I received this customer question that is common enough that I thought that I would publish the answer in a blog…

>> Have you seen others in the petrochemical industry using analytical measurements (combustibles, CO, O2) of flue gas to shut down fired heaters?

Yes

>> Many of our PHAs are identifying unburned fuel in the firebox as a hazard with multiple initiating events that can be a cause, including malfunction of the BPCS controls that ratio air to gas flow for forced and balanced draft systems.

It’s not an uncommon scenario in PHA/LOPA, but the risk generally very over-blown.  The scenario usually occurs in a natural draft heater where changes in the process result in too much fuel being put into the heater for the amount of air that is coming in.  This causes a “rich” or “loaded” firebox, with a lot of CO and CH4 in the firebox and flue gas.  By itself, this is not much of a hazard, and the heater can continue to run this way for a long time with no safety consequence.  The problem is that if an operator makes the wrong choice you can have an explosion.  The correct response is to cut back on fuel until you have satisfactory excess O2, after that lead the air flow higher (buy adjusting dampers) prior to increasing the fuel gas rate.  Unfortunately, a lot of inexperienced operators will see a low O2 alarm, and then give the heater more air by opening the dampers.  When this happens you get a sudden inrush of fresh oxygen to hot hydrocarbons, and boom!  Thankfully, the booms generally not big enough to cause fatality or injury, but do often cause equipment damage (shell flexing, damper damage, etc.).  So the bottom line is that in reality this is a low consequence event that only occurs when a poorly trained operator makes the wrong decision – LOW RISK.

>> This would apply to natural draft, forced draft, and balanced draft heaters.
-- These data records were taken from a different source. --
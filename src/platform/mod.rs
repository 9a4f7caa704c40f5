//! Platform abstraction layer
//!
//! The two host services the game needs: a millisecond clock for the
//! loop driver, and a capability sniff for picking the performance
//! profile. Everything else browser-specific lives in the wasm driver.

/// Milliseconds since an arbitrary epoch.
///
/// Only differences matter; the simulation receives this through `tick`
/// and never reads time itself.
#[cfg(target_arch = "wasm32")]
pub fn now_ms() -> f64 {
    js_sys::Date::now()
}

#[cfg(not(target_arch = "wasm32"))]
pub fn now_ms() -> f64 {
    use std::time::Instant;
    // Monotonic on native; the epoch is process start.
    static START: std::sync::OnceLock<Instant> = std::sync::OnceLock::new();
    START.get_or_init(Instant::now).elapsed().as_secs_f64() * 1000.0
}

/// User-agent substrings that mark a constrained host.
const MOBILE_MARKERS: [&str; 7] = [
    "Android", "webOS", "iPhone", "iPad", "iPod", "BlackBerry", "Opera Mini",
];

/// Does this user agent look like a phone/tablet browser?
pub fn user_agent_is_mobile(user_agent: &str) -> bool {
    MOBILE_MARKERS.iter().any(|m| user_agent.contains(m))
}

/// Capability sniff for the current host.
#[cfg(target_arch = "wasm32")]
pub fn is_mobile() -> bool {
    web_sys::window()
        .map(|w| w.navigator().user_agent().unwrap_or_default())
        .map(|ua| user_agent_is_mobile(&ua))
        .unwrap_or(false)
}

#[cfg(not(target_arch = "wasm32"))]
pub fn is_mobile() -> bool {
    false
}

#[cfg(test)]
mod tests {
    use super::*;

    #[test]
    fn user_agent_sniff_matches_phones_not_desktops() {
        assert!(user_agent_is_mobile(
            "Mozilla/5.0 (iPhone; CPU iPhone OS 17_0 like Mac OS X)"
        ));
        assert!(user_agent_is_mobile("Mozilla/5.0 (Linux; Android 14)"));
        assert!(!user_agent_is_mobile(
            "Mozilla/5.0 (X11; Linux x86_64) Gecko/20100101 Firefox/127.0"
        ));
    }

    #[test]
    fn native_clock_is_monotonic() {
        let a = now_ms();
        let b = now_ms();
        assert!(b >= a);
    }
}
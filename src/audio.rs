//! Audio sink
//!
//! Fire-and-forget playback of the loaded sound effects plus the ambient
//! radio channel. The simulation issues events; this sink may silently
//! drop any of them: asset still loading, audio muted, or the browser's
//! autoplay policy rejecting the play() promise. No outcome ever flows
//! back into the game.

use wasm_bindgen::prelude::*;
use web_sys::HtmlAudioElement;

use crate::assets::{AssetStore, SoundKind};
use crate::settings::Settings;

/// Gameplay sound effects (the radio is a separate side channel).
#[derive(Debug, Clone, Copy, PartialEq, Eq)]
pub enum SoundEffect {
    /// Bullet-enemy kill
    Splat,
    /// Ultimate beam firing
    Ultimate,
}

impl SoundEffect {
    fn kind(self) -> SoundKind {
        match self {
            SoundEffect::Splat => SoundKind::Splat,
            SoundEffect::Ultimate => SoundKind::Ultimate,
        }
    }

    /// Per-effect base volume before the user's settings apply.
    fn base_volume(self) -> f64 {
        match self {
            SoundEffect::Splat => 0.5,
            SoundEffect::Ultimate => 0.7,
        }
    }
}

const RADIO_VOLUME: f64 = 0.7;

/// Audio output for the game.
pub struct AudioSink {
    assets: AssetStore,
    master_volume: f64,
    sfx_volume: f64,
    muted: bool,
    /// Mobile browsers refuse playback until a user gesture; adapters
    /// flip this on the first interaction.
    unlocked: bool,
}

impl AudioSink {
    pub fn new(assets: AssetStore, settings: &Settings) -> Self {
        Self {
            assets,
            master_volume: settings.master_volume as f64,
            sfx_volume: settings.sfx_volume as f64,
            muted: settings.muted,
            unlocked: false,
        }
    }

    /// Mark the audio context usable (first user gesture seen).
    pub fn unlock(&mut self) {
        if !self.unlocked {
            self.unlocked = true;
            log::info!("Audio unlocked");
        }
    }

    pub fn set_muted(&mut self, muted: bool) {
        self.muted = muted;
    }

    fn effective_volume(&self, base: f64) -> f64 {
        if self.muted {
            0.0
        } else {
            (base * self.master_volume * self.sfx_volume).clamp(0.0, 1.0)
        }
    }

    /// Play a sound effect, best effort.
    pub fn play(&self, effect: SoundEffect) {
        if !self.unlocked {
            return;
        }
        let vol = self.effective_volume(effect.base_volume());
        if vol <= 0.0 {
            return;
        }
        let Some(audio) = self.assets.sound(effect.kind()) else {
            return;
        };

        // Clone the element so rapid kills can overlap instead of
        // restarting one another.
        let Ok(node) = audio.clone_node() else {
            return;
        };
        let Ok(clone) = node.dyn_into::<HtmlAudioElement>() else {
            return;
        };
        clone.set_volume(vol);
        fire_and_forget(&clone);
    }

    /// Ambient radio: play from the start, restarting if already going.
    ///
    /// Reachable from a dedicated key and a UI control, independent of
    /// the game phase. The click itself is a user gesture, so this also
    /// unlocks audio.
    pub fn play_radio(&mut self) {
        self.unlock();
        let Some(radio) = self.assets.sound(SoundKind::Radio) else {
            return;
        };
        if !radio.paused() {
            let _ = radio.pause();
            radio.set_current_time(0.0);
        }
        radio.set_volume(self.effective_volume(RADIO_VOLUME));
        fire_and_forget(&radio);
    }

    /// Is the ambient track currently audible? (Display only.)
    pub fn radio_playing(&self) -> bool {
        self.assets
            .sound(SoundKind::Radio)
            .map(|radio| !radio.paused() && !radio.ended())
            .unwrap_or(false)
    }
}

/// Start playback and swallow the promise outcome; autoplay rejections
/// land here and go nowhere.
fn fire_and_forget(audio: &HtmlAudioElement) {
    if let Ok(promise) = audio.play() {
        let ignore = Closure::<dyn FnMut(JsValue)>::new(|_| {});
        let _ = promise.catch(&ignore);
        ignore.forget();
    }
}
If so, what measurements and what type of voting structure?

The most common configuration that I see for this situation is a 1oo2 vote of dual analyzers that measure both O2 and combustibles.  If the analyzer sees BOTH low O2 AND high combustibles, that analyzer votes to trip.  If either of the two analyzers (each of which measures both O2 and combustibles) votes to trip, it causes a shutdown.
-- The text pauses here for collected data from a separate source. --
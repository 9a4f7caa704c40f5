//! Star Strafe - a single-screen side-scrolling arcade shooter
//!
//! Core modules:
//! - `sim`: Deterministic simulation (entities, tick step, collisions)
//! - `input`: Logical button state fed by keyboard/touch/pointer adapters
//! - `renderer`: Pure world-to-draw-commands scene builder + canvas executor
//! - `settings`: Performance profile and preferences
//! - `platform`: Browser/native host services (clock, capability sniff)

pub mod input;
pub mod platform;
pub mod renderer;
pub mod settings;
pub mod sim;

#[cfg(target_arch = "wasm32")]
pub mod assets;
#[cfg(target_arch = "wasm32")]
pub mod audio;

pub use input::{Button, InputState};
pub use settings::{PerfProfile, Settings};

/// Game configuration constants
pub mod consts {
    /// Player craft footprint and handling
    pub const PLAYER_WIDTH: f32 = 20.0;
    pub const PLAYER_HEIGHT: f32 = 30.0;
    /// Pixels moved per held direction per tick
    pub const PLAYER_SPEED: f32 = 3.0;
    /// Player spawn/reset X
    pub const PLAYER_START_X: f32 = 30.0;
    /// Minimum gap between shots
    pub const SHOT_COOLDOWN_MS: f64 = 200.0;

    /// Bullet footprint and per-tick rightward speed
    pub const BULLET_WIDTH: f32 = 6.0;
    pub const BULLET_HEIGHT: f32 = 3.0;
    pub const BULLET_SPEED: f32 = 5.0;

    /// Enemy footprint
    pub const ENEMY_SIZE: f32 = 30.0;
    /// Enemy leftward speed is BASE + PER_LEVEL * game_speed
    pub const ENEMY_BASE_SPEED: f32 = 2.0;
    pub const ENEMY_SPEED_PER_LEVEL: f32 = 0.5;

    /// Per-tick enemy spawn probability: BASE + PER_LEVEL * game_speed
    pub const SPAWN_BASE: f32 = 0.02;
    pub const SPAWN_PER_LEVEL: f32 = 0.01;
    /// Reduced-profile spawn pressure (constrained hosts)
    pub const SPAWN_BASE_REDUCED: f32 = 0.015;
    pub const SPAWN_PER_LEVEL_REDUCED: f32 = 0.007;

    /// Scoring
    pub const SCORE_PER_KILL: u64 = 50;
    pub const SCORE_PER_ESCAPE: u64 = 10;
    /// game_speed = 1 + score / DIFFICULTY_SCORE_STEP
    pub const DIFFICULTY_SCORE_STEP: u64 = 500;

    /// Charge meter
    pub const CHARGE_PER_KILL: u8 = 10;
    pub const CHARGE_MAX: u8 = 100;

    /// Ultimate beam
    pub const ULTIMATE_DURATION_MS: f64 = 1000.0;
    /// Narrow-end height as a fraction of player height
    pub const ULTIMATE_START_HEIGHT_FRAC: f32 = 0.8;
    /// Wide-end height as a fraction of play-area height
    pub const ULTIMATE_END_HEIGHT_FRAC: f32 = 0.5;
}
>> Finally, if SIL calculations are being performed for safety instrumented functions involving analysis of flue gas, what is the source of the failure data for the analyzers (industry data, analyzer manufacturer data, site gathered data)?

Almost every time I’ve analyzed this type of situation we have used equipment vendor data for failure rate.  There is at least one (probably more) equipment vendors that have the requisite analyzers along with SIL certification and associated failure rate data.